WORK TO BE COMPLETED
Every line from the start of the listing below through the line that contains "for the package" is to be reproduced word for word.

%%

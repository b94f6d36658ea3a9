//! Disk image building primitives used by the `package` stage.
//!
//! The original sudo-free, mtools-spliced assembly this module's
//! predecessor used is replaced by the approach spec'd for the package
//! stage: a GPT table via `sfdisk`, a loop device with partition
//! scanning, `mkfs`, a real mount, `rsync`, and a bootloader install run
//! under `chroot`. These helpers provide the small, independently
//! testable pieces; the orchestration lives in [`crate::stages::package`].

pub mod helpers;
pub mod mtools;

pub use helpers::{generate_disk_uuids, DiskUuids};

use anyhow::Context;
use anyhow::Result;
use std::path::{Path, PathBuf};

use crate::process::Cmd;

/// A loop device attached with partition scanning (`losetup -P`), detached
/// on drop so a panicking stage never leaks a loop device.
pub struct LoopDevice {
    pub device: PathBuf,
    detached: bool,
}

impl LoopDevice {
    /// Attach `image` as a loop device with partition table scanning.
    pub fn attach(image: &Path) -> Result<Self> {
        let result = Cmd::new("losetup")
            .args(["--find", "--show", "--partscan"])
            .arg_path(image)
            .error_msg("losetup failed to attach image")
            .run()?;
        let device = PathBuf::from(result.stdout.trim());
        if device.as_os_str().is_empty() {
            anyhow::bail!("losetup did not report a device path");
        }
        Ok(LoopDevice {
            device,
            detached: false,
        })
    }

    /// Path to partition `n` (1-indexed) of the attached device, e.g.
    /// `/dev/loop0p1`.
    pub fn partition(&self, n: u32) -> PathBuf {
        PathBuf::from(format!("{}p{}", self.device.display(), n))
    }

    pub fn detach(&mut self) -> Result<()> {
        if self.detached {
            return Ok(());
        }
        Cmd::new("losetup")
            .args(["-d"])
            .arg_path(&self.device)
            .error_msg("losetup -d failed to detach loop device")
            .run()?;
        self.detached = true;
        Ok(())
    }
}

impl Drop for LoopDevice {
    fn drop(&mut self) {
        let _ = self.detach();
    }
}

/// A filesystem mounted at `mountpoint`, unmounted on drop.
pub struct Mount {
    pub mountpoint: PathBuf,
    mounted: bool,
}

impl Mount {
    pub fn mount(device: &Path, mountpoint: &Path) -> Result<Self> {
        std::fs::create_dir_all(mountpoint)
            .with_context(|| format!("creating mountpoint '{}'", mountpoint.display()))?;
        Cmd::new("mount")
            .arg_path(device)
            .arg_path(mountpoint)
            .error_msg(format!("mount failed for '{}'", device.display()))
            .run()?;
        Ok(Mount {
            mountpoint: mountpoint.to_path_buf(),
            mounted: true,
        })
    }

    pub fn unmount(&mut self) -> Result<()> {
        if !self.mounted {
            return Ok(());
        }
        Cmd::new("umount")
            .arg_path(&self.mountpoint)
            .error_msg(format!("umount failed for '{}'", self.mountpoint.display()))
            .run()?;
        self.mounted = false;
        Ok(())
    }
}

impl Drop for Mount {
    fn drop(&mut self) {
        let _ = self.unmount();
    }
}

#[cfg(test)]
mod tests {
    use super::*;

    #[test]
    fn loop_device_partition_path_is_numbered() {
        let dev = LoopDevice {
            device: PathBuf::from("/dev/loop7"),
            detached: true,
        };
        assert_eq!(dev.partition(1), PathBuf::from("/dev/loop7p1"));
        assert_eq!(dev.partition(2), PathBuf::from("/dev/loop7p2"));
    }
}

%%

EXPECTED ANSWER
repository b94f6d36658ea3a9
//! Disk image building primitives used by the `package` stage.
//!
//! The original sudo-free, mtools-spliced assembly this module's
//! predecessor used is replaced by the approach spec'd for the package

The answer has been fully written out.